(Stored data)
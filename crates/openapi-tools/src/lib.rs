//! `OpenAPI` -> MCP tool runtime.
//!
//! Turns the operations of an `OpenAPI` document into MCP tools and executes `tools/call` as
//! outbound HTTP requests. Two seams let the embedding server shape behavior without touching
//! this crate:
//! - an [`HttpInterceptor`](thetadata_http_tools::interceptor::HttpInterceptor) wrapped around
//!   every outbound request/response,
//! - a [`ComponentCustomizer`](component::ComponentCustomizer) invoked once per generated tool.

pub mod component;
pub mod config;
pub mod document;
pub mod error;
pub mod resolver;
pub mod runtime;
use axum::Router;
use axum::extract::RawQuery;
use axum::routing::get;
use serde_json::{Value, json};
use std::io::Write as _;
use std::sync::Arc;
use std::time::Duration;
use thetadata_mcp::{
    FormatPolicy, ServerOptions, ServerSettings, TransformConfig, create_mcp_server,
};
use thetadata_openapi_tools::document::SpecDocument;
use tokio::net::TcpListener;

const SPEC: &str = r#"
openapi: "3.0.3"
info:
  title: Theta Data REST API
  version: "3"
paths:
  /stock/history/eod:
    x-min-subscription: value
    get:
      operationId: stock_history_eod
      parameters:
        - name: symbol
          in: query
          required: true
          schema: { type: string }
        - name: start_date
          in: query
          schema: { type: string }
        - name: end_date
          in: query
          schema: { type: string }
        - name: format
          in: query
          schema: { type: string }
      responses:
        "200":
          description: ok
  /stock/list/symbols:
    x-min-subscription: free
    get:
      operationId: stock_list_symbols
      responses:
        "200":
          description: ok
"#;

async fn spawn_upstream() -> (String, tokio::sync::oneshot::Sender<()>) {
    // Echoes the received query inside the terminal's envelope.
    async fn eod(RawQuery(query): RawQuery) -> axum::Json<Value> {
        axum::Json(json!({ "response": { "query": query.unwrap_or_default() } }))
    }
    async fn symbols() -> (axum::http::StatusCode, &'static str) {
        (axum::http::StatusCode::FORBIDDEN, "subscription too low")
    }

    let app = Router::new()
        .route("/v3/stock/history/eod", get(eod))
        .route("/v3/stock/list/symbols", get(symbols));
    let listener = TcpListener::bind("127.0.0.1:0").await.expect("bind");
    let addr = listener.local_addr().expect("local_addr");
    let (shutdown_tx, shutdown_rx) = tokio::sync::oneshot::channel::<()>();
    let server = axum::serve(listener, app).with_graceful_shutdown(async move {
        let _ = shutdown_rx.await;
    });
    tokio::spawn(async move { server.await });
    (format!("http://{addr}/v3"), shutdown_tx)
}

fn spec_file() -> tempfile::NamedTempFile {
    let mut f = tempfile::Builder::new()
        .suffix(".yaml")
        .tempfile()
        .expect("tempfile");
    f.write_all(SPEC.as_bytes()).expect("write spec");
    f
}

fn query_of(text: &str) -> String {
    let body: Value = serde_json::from_str(text).expect("json body");
    body["query"].as_str().expect("query").to_string()
}

#[tokio::test]
async fn transform_applies_end_to_end() {
    let (base_url, shutdown) = spawn_upstream().await;
    let spec = spec_file();
    let document = Arc::new(SpecDocument::load(spec.path()).expect("load spec"));
    let settings = ServerSettings {
        base_url,
        timeout: Duration::from_secs(5),
    };
    let server = create_mcp_server(document, &settings, ServerOptions::default()).expect("server");

    let args = json!({"symbol": "AAPL", "start_date": "2024-01-05", "format": "json"});
    let result = server
        .call("stock_history_eod", args.as_object().cloned().unwrap_or_default())
        .await
        .expect("call");
    assert_ne!(result.is_error, Some(true));
    let text = result.content[0].as_text().expect("text").text.clone();
    assert_eq!(
        query_of(&text),
        "symbol=AAPL&start_date=2024-01-05&format=ndjson&end_date=2024-01-05"
    );

    let yesterday = (chrono::Local::now().date_naive() - chrono::Duration::days(1))
        .format("%Y-%m-%d")
        .to_string();
    let args = json!({"symbol": "MSFT"});
    let result = server
        .call("stock_history_eod", args.as_object().cloned().unwrap_or_default())
        .await
        .expect("call");
    let text = result.content[0].as_text().expect("text").text.clone();
    assert_eq!(
        query_of(&text),
        format!("symbol=MSFT&start_date={yesterday}&end_date={yesterday}&format=ndjson")
    );

    let _ = shutdown.send(());
}

#[tokio::test]
async fn force_policy_and_upstream_errors() {
    let (base_url, shutdown) = spawn_upstream().await;
    let document = Arc::new(SpecDocument::parse("inline", SPEC).expect("parse spec"));
    let settings = ServerSettings {
        base_url,
        timeout: Duration::from_secs(5),
    };
    let options = ServerOptions {
        transform: TransformConfig {
            format_policy: FormatPolicy::Force,
            ..TransformConfig::default()
        },
        ..ServerOptions::default()
    };
    let server = create_mcp_server(document, &settings, options).expect("server");

    let args = json!({
        "symbol": "SPY",
        "start_date": "2024-01-02",
        "end_date": "2024-01-31",
        "format": "csv"
    });
    let result = server
        .call("stock_history_eod", args.as_object().cloned().unwrap_or_default())
        .await
        .expect("call");
    let text = result.content[0].as_text().expect("text").text.clone();
    assert_eq!(
        query_of(&text),
        "symbol=SPY&start_date=2024-01-02&end_date=2024-01-31&format=ndjson"
    );

    let result = server
        .call("stock_list_symbols", serde_json::Map::new())
        .await
        .expect("call");
    assert_eq!(result.is_error, Some(true));
    let text = result.content[0].as_text().expect("text").text.clone();
    assert!(text.contains("403"), "{text}");
    assert!(text.contains("subscription too low"), "{text}");

    let _ = shutdown.send(());
}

> The task
Could you find each line in the entries that contains the string "move" and copy it?

> Finished exercise
    let server = axum::serve(listener, app).with_graceful_shutdown(async move {
    tokio::spawn(async move { server.await });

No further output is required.